After two years at Codman Square, Headmaster McCoy announced his retirement. On June 3, 1957, Headmaster McCoy was honored by the Alumnae Association and a banquet was held in his honor to unveil McCoy’s portrait painted by Mrs. Griswold Tyng.On June 3, 1965, Louis A. McCoy died at the age of seventy seven.
Thomas F. Gately 1957-1965
Thomas F. Gately was born in 1895 and served in the US Navy in WW I. Headmaster from 1957 to 1966. Graduate of Boston College High School and Boston College 1920. He taught at Jamaica Plain High before becoming headmaster at GLS.
William T. Miller 1965-1966
“Our new headmaster, Mr. Miller, spent the year with us; we anxiously watched him enter GLS in September and mournfully watched him leave in June, 1966."
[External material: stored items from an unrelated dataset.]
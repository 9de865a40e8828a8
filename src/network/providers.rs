//! Provider setup for the development node

use alloy::providers::{Provider, ProviderBuilder};
use anyhow::{Context, Result};
use std::sync::Arc;
use tracing::{info, warn};
use crate::{
    errors::EnvResult,
    network::retry::{retry_with_backoff, RetryConfig},
    ConcreteProvider,
};

/// Connects to `rpc_url` and waits until the node answers.
pub async fn setup_node_provider(rpc_url: &str) -> Result<Arc<ConcreteProvider>> {
    let provider: Arc<ConcreteProvider> = Arc::new(
        ProviderBuilder::new()
            .on_http(rpc_url.parse().context("Invalid RPC URL")?)
            .boxed()
    );

    info!("🔗 Testing connection to {}...", rpc_url);
    let block = wait_for_node(&provider).await.map_err(|e| {
        warn!("⚠️ Node connection attempt failed: {}", e);
        anyhow::anyhow!("Node connection failed: {}", e)
    })?;

    info!("✅ Connected to node at block {}", block);
    Ok(provider)
}

async fn wait_for_node(provider: &Arc<ConcreteProvider>) -> EnvResult<u64> {
    retry_with_backoff(
        || async {
            provider.get_block_number().await
                .context("Failed to get block number")
        },
        &RetryConfig {
            max_attempts: 5,
            initial_delay_ms: 500,
            max_delay_ms: 10000,
            exponential_base: 2.0,
        },
        "node connection",
    ).await
}
//! Node providers and connection management

pub mod providers;
pub mod retry;

pub use providers::*;
pub use retry::*;
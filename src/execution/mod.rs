//! Cycle execution

pub mod engine;

pub use engine::*;
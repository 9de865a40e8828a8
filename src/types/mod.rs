//! Core data types and structures

pub mod tokens;
pub mod pools;
pub mod opportunity;
pub mod execution;
pub mod report;

pub use tokens::*;
pub use pools::*;
pub use opportunity::*;
pub use execution::*;
pub use report::*;
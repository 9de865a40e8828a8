//! Cycle execution types

use alloy::primitives::{Address, B256, U256};
use serde::Serialize;

/// Arguments of a swap-path execution request.
#[derive(Debug, Clone, PartialEq, Eq)]
pub struct ArbitrageParams {
    pub path: Vec<Address>,
    pub amount_in: U256,
    pub min_profit: U256,
}

/// What the environment reports back for a mined execution.
#[derive(Debug, Clone, Serialize)]
pub struct ExecutionReceipt {
    pub gas_used: u64,
    pub success: bool,
    pub tx_hash: Option<B256>,
}

/// Before/after state of one cycle attempt, in minor units of the starting token.
#[derive(Debug, Clone, PartialEq, Eq, Serialize)]
pub struct CycleResult {
    pub balance_before: U256,
    pub balance_after: Option<U256>,
    pub resource_used: Option<u64>,
    pub reverted: bool,
}

impl CycleResult {
    pub fn completed(balance_before: U256, balance_after: U256, resource_used: u64) -> Self {
        Self {
            balance_before,
            balance_after: Some(balance_after),
            resource_used: Some(resource_used),
            reverted: false,
        }
    }

    pub fn reverted(balance_before: U256) -> Self {
        Self {
            balance_before,
            balance_after: None,
            resource_used: None,
            reverted: true,
        }
    }
}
Margaret C. Carroll 1966-1978
Margaret C. Carroll earned a BS degree from Teacher’s College Boston, a M.A. of education from Teachers College and BU. She taught science at Girls’ High from 1931-1950. She was head of Department of Science at Dorchester High School from 1950–57, head master at Roxbury Memorial High School for Girls from 1957–1959, headmaster of Boston Business School from 1959–1966 and GLS 1966-1978.
Margaret C. Carroll died on December 29, 2005 at 97. She was born June 17, 1908 in Boston. She is buried at St Joseph Cemetery in Boston.
Robert Binswanger (1983–1991)
Maria Garcia-Aaronson (1991–2009)
Emilia Pastor
History of the buildings Occupied by Girls’ Latin School and Boston Latin Academy 1878-2010.
1. West Newton Street South End, Boston First Building Occupied by Girls’ Latin School 1878-1907
After Girls’ Latin School was approved on November 27, 1877, the first classes were held on February 12, 1878. Girls’ Latin shared its first building with Girls’ High School. Built from 1869 through 1871, the school was at the time of its completion, the largest in New England and the most expensive school built in the United States. It occupied a 30,480-square-foot (2,832 m2) lot fronting on West Newton Street in the South End. West Newton Street was bounded on the north by Pembroke Street and on the west and east by Tremont and Shawmut Streets. In 1878, West Newton Street was a wide, dirt street and the sidewalks were brick. The Evangelical Zionist Church was to the left of the school and to the right was a row of brick townhouses with classic Bostonian double-bowed fronts.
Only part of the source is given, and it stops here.